* **Goal of the exercise**
The lines below are to be quoted exactly, from the first through the one that contains "use std::sync::Arc;".

* **Supplied entries**

//! Background match-search queue.
//!
//! New records are pushed onto a bounded channel and picked up by a fixed
//! pool of worker tasks. Storage backends are synchronous, so each search runs
//! on the blocking thread pool. Enqueueing never waits: when the queue is full
//! the job is dropped, logged and counted.

use super::MatchSearchEngine;
use crate::models::SourceRecord;
use std::sync::Arc;
use tokio::sync::{Mutex, mpsc};
use tokio::task::JoinHandle;

/// Bounded queue feeding a pool of match-search workers.
#[derive(Debug)]
pub struct MatchQueue {
    sender: mpsc::Sender<SourceRecord>,
    workers: Vec<JoinHandle<()>>,
}

impl MatchQueue {
    /// Spawns `workers` tasks sharing a queue of `capacity` jobs.
    ///
    /// Both values are raised to at least 1. Must be called from within a
    /// Tokio runtime.
    #[must_use]
    pub fn start(engine: Arc<MatchSearchEngine>, workers: usize, capacity: usize) -> Self {
        let (sender, receiver) = mpsc::channel(capacity.max(1));
        let receiver = Arc::new(Mutex::new(receiver));

        let workers = (0..workers.max(1))
            .map(|worker| {
                let receiver = Arc::clone(&receiver);
                let engine = Arc::clone(&engine);
                tokio::spawn(run_worker(worker, receiver, engine))
            })
            .collect();

        Self { sender, workers }
    }

    /// Queues a search for `record`.
    ///
    /// Returns `false` if the job was rejected because the queue is full or
    /// closed; the caller carries on either way.
    pub fn enqueue(&self, record: SourceRecord) -> bool {
        let kind = record.kind();
        let id = record.report().id;
        match self.sender.try_send(record) {
            Ok(()) => {
                metrics::counter!("match_queue_enqueued_total", "kind" => kind.as_str())
                    .increment(1);
                true
            },
            Err(mpsc::error::TrySendError::Full(_)) => {
                tracing::warn!(%kind, id, "Match queue full, search skipped");
                metrics::counter!("match_queue_rejected_total", "reason" => "full").increment(1);
                false
            },
            Err(mpsc::error::TrySendError::Closed(_)) => {
                tracing::warn!(%kind, id, "Match queue closed, search skipped");
                metrics::counter!("match_queue_rejected_total", "reason" => "closed").increment(1);
                false
            },
        }
    }

    /// Number of worker tasks.
    #[must_use]
    pub fn worker_count(&self) -> usize {
        self.workers.len()
    }

    /// Closes the queue and waits until every queued job has run.
    pub async fn shutdown(self) {
        drop(self.sender);
        for handle in self.workers {
            if let Err(e) = handle.await {
                tracing::warn!(error = %e, "Match worker ended abnormally");
            }
        }
        tracing::debug!("Match queue drained");
    }
}

async fn run_worker(
    worker: usize,
    receiver: Arc<Mutex<mpsc::Receiver<SourceRecord>>>,
    engine: Arc<MatchSearchEngine>,
) {
    loop {
        let job = receiver.lock().await.recv().await;
        let Some(record) = job else {
            break;
        };

        let engine = Arc::clone(&engine);
        match tokio::task::spawn_blocking(move || engine.find_and_record_matches(&record)).await {
            Ok(_) => {
                metrics::counter!("match_queue_completed_total").increment(1);
            },
            Err(e) => {
                tracing::error!(worker, error = %e, "Match search task panicked");
                metrics::counter!("match_queue_failed_total").increment(1);
            },
        }
    }
    tracing::debug!(worker, "Match worker stopped");
}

* **Written solution**
//! Background match-search queue.
//!
//! New records are pushed onto a bounded channel and picked up by a fixed
//! pool of worker tasks. Storage backends are synchronous, so each search runs
//! on the blocking thread pool. Enqueueing never waits: when the queue is full
//! the job is dropped, logged and counted.

use super::MatchSearchEngine;
use crate::models::SourceRecord;
use std::sync::Arc;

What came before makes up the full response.